→ Exercise
Could you copy, exactly as written, every line from the first line of the records through the one containing "pub fn code(self)"?

(Data items)

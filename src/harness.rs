//! Scaling harness: owns the matrices and drives the thread sweep.

use crate::blocked::tiled::matmul_blocked;
use crate::error::ConfigError;
use crate::matrix::init::{fill_pattern, fill_random, reset};
use crate::matrix::sequential::matmul_sequential;
use crate::threaded::row_parallel::matmul_row_parallel;
use crate::RunResult;

/// Upper bound of the interactive thread sweep.
pub const MAX_THREADS: usize = 16;

/// Which multiplication strategy to run.
///
/// The numeric codes are the external selector contract: 1 = blocked,
/// 2 = standard (row-parallel), 3 = sequential.
#[derive(Debug, Clone, Copy, PartialEq, Eq)]
pub enum Method {
    Blocked,
    Standard,
    Sequential,
}

impl Method {
    /// The selector code used on the CLI and in the batch CSV line.
    pub fn code(self) -> u32 {
        match self {
            Method::Blocked => 1,
            Method::Standard => 2,
            Method::Sequential => 3,
        }
    }
}

impl TryFrom<u32> for Method {
    type Error = ConfigError;

    fn try_from(code: u32) -> Result<Self, ConfigError> {
        match code {
            1 => Ok(Method::Blocked),
            2 => Ok(Method::Standard),
            3 => Ok(Method::Sequential),
            other => Err(ConfigError::UnknownMethod(other)),
        }
    }
}

/// How the input matrices get filled.
#[derive(Debug, Clone, Copy, PartialEq, Eq)]
pub enum InitMode {
    /// Independent uniform draws over [0, 10).
    Random,
    /// Cell (i, j) = i + j + 1, for reproducible runs.
    Pattern,
}

/// One requested thread count paired with its timed result.
///
/// Records are appended in ascending requested order; the first one is
/// the speedup baseline.
#[derive(Debug, Clone, Copy, PartialEq)]
pub struct RunRecord {
    pub requested_threads: usize,
    pub result: RunResult,
}

/// One experiment configuration: the three matrices plus the sizes they
/// were built for.
///
/// A and B are filled once at construction and stay untouched for the
/// experiment's lifetime; C is zeroed before every run so no stale
/// partial sums leak between trials.
#[derive(Debug)]
pub struct Experiment {
    n: usize,
    neib: usize,
    a: Vec<f64>,
    b: Vec<f64>,
    c: Vec<f64>,
}

impl Experiment {
    pub fn new(n: usize, neib: usize, mode: InitMode) -> Result<Self, ConfigError> {
        if n == 0 {
            return Err(ConfigError::ZeroSize);
        }
        let mut a = vec![0.0; n * n];
        let mut b = vec![0.0; n * n];
        match mode {
            InitMode::Random => {
                fill_random(&mut a);
                fill_random(&mut b);
            }
            InitMode::Pattern => {
                fill_pattern(&mut a, n);
                fill_pattern(&mut b, n);
            }
        }
        Ok(Experiment {
            n,
            neib,
            a,
            b,
            c: vec![0.0; n * n],
        })
    }

    pub fn n(&self) -> usize {
        self.n
    }

    pub fn matrix_a(&self) -> &[f64] {
        &self.a
    }

    pub fn matrix_b(&self) -> &[f64] {
        &self.b
    }

    /// The output of the most recent run.
    pub fn matrix_c(&self) -> &[f64] {
        &self.c
    }

    /// Check the blocked-method precondition without running anything.
    ///
    /// The CLI calls this at the boundary so a bad configuration is
    /// rejected before matrices are even worth showing.
    pub fn validate(&self, method: Method) -> Result<(), ConfigError> {
        if method == Method::Blocked {
            if self.neib == 0 {
                return Err(ConfigError::ZeroBlockSize);
            }
            if self.n % self.neib != 0 {
                return Err(ConfigError::BlockSize {
                    n: self.n,
                    neib: self.neib,
                });
            }
        }
        Ok(())
    }

    /// Zero C and execute one strategy call.
    pub fn run_once(&mut self, method: Method, threads: usize) -> Result<RunResult, ConfigError> {
        reset(&mut self.c);
        match method {
            Method::Sequential => Ok(matmul_sequential(&self.a, &self.b, &mut self.c, self.n)),
            Method::Standard => Ok(matmul_row_parallel(
                &self.a, &self.b, &mut self.c, self.n, threads,
            )),
            Method::Blocked => matmul_blocked(
                &self.a, &self.b, &mut self.c, self.n, self.neib, threads,
            ),
        }
    }

    /// Run the full thread sweep for one method.
    ///
    /// Parallel methods run once per thread count 1..=[`MAX_THREADS`],
    /// C zeroed before each trial. The sequential method has no thread
    /// knob, so it runs exactly once and its single record doubles as
    /// the baseline.
    pub fn sweep(&mut self, method: Method) -> Result<Vec<RunRecord>, ConfigError> {
        self.validate(method)?;

        if method == Method::Sequential {
            let result = self.run_once(method, 1)?;
            return Ok(vec![RunRecord {
                requested_threads: 1,
                result,
            }]);
        }

        let mut records = Vec::with_capacity(MAX_THREADS);
        for threads in 1..=MAX_THREADS {
            let result = self.run_once(method, threads)?;
            records.push(RunRecord {
                requested_threads: threads,
                result,
            });
        }
        Ok(records)
    }
}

→ Solution to this task
filename src/harness.rs
//! Scaling harness: owns the matrices and drives the thread sweep.

use crate::blocked::tiled::matmul_blocked;
use crate::error::ConfigError;
use crate::matrix::init::{fill_pattern, fill_random, reset};
use crate::matrix::sequential::matmul_sequential;
use crate::threaded::row_parallel::matmul_row_parallel;
use crate::RunResult;

/// Upper bound of the interactive thread sweep.
pub const MAX_THREADS: usize = 16;

/// Which multiplication strategy to run.
///
/// The numeric codes are the external selector contract: 1 = blocked,
/// 2 = standard (row-parallel), 3 = sequential.
#[derive(Debug, Clone, Copy, PartialEq, Eq)]
pub enum Method {
    Blocked,
    Standard,
    Sequential,
}

impl Method {
    /// The selector code used on the CLI and in the batch CSV line.
    pub fn code(self) -> u32 {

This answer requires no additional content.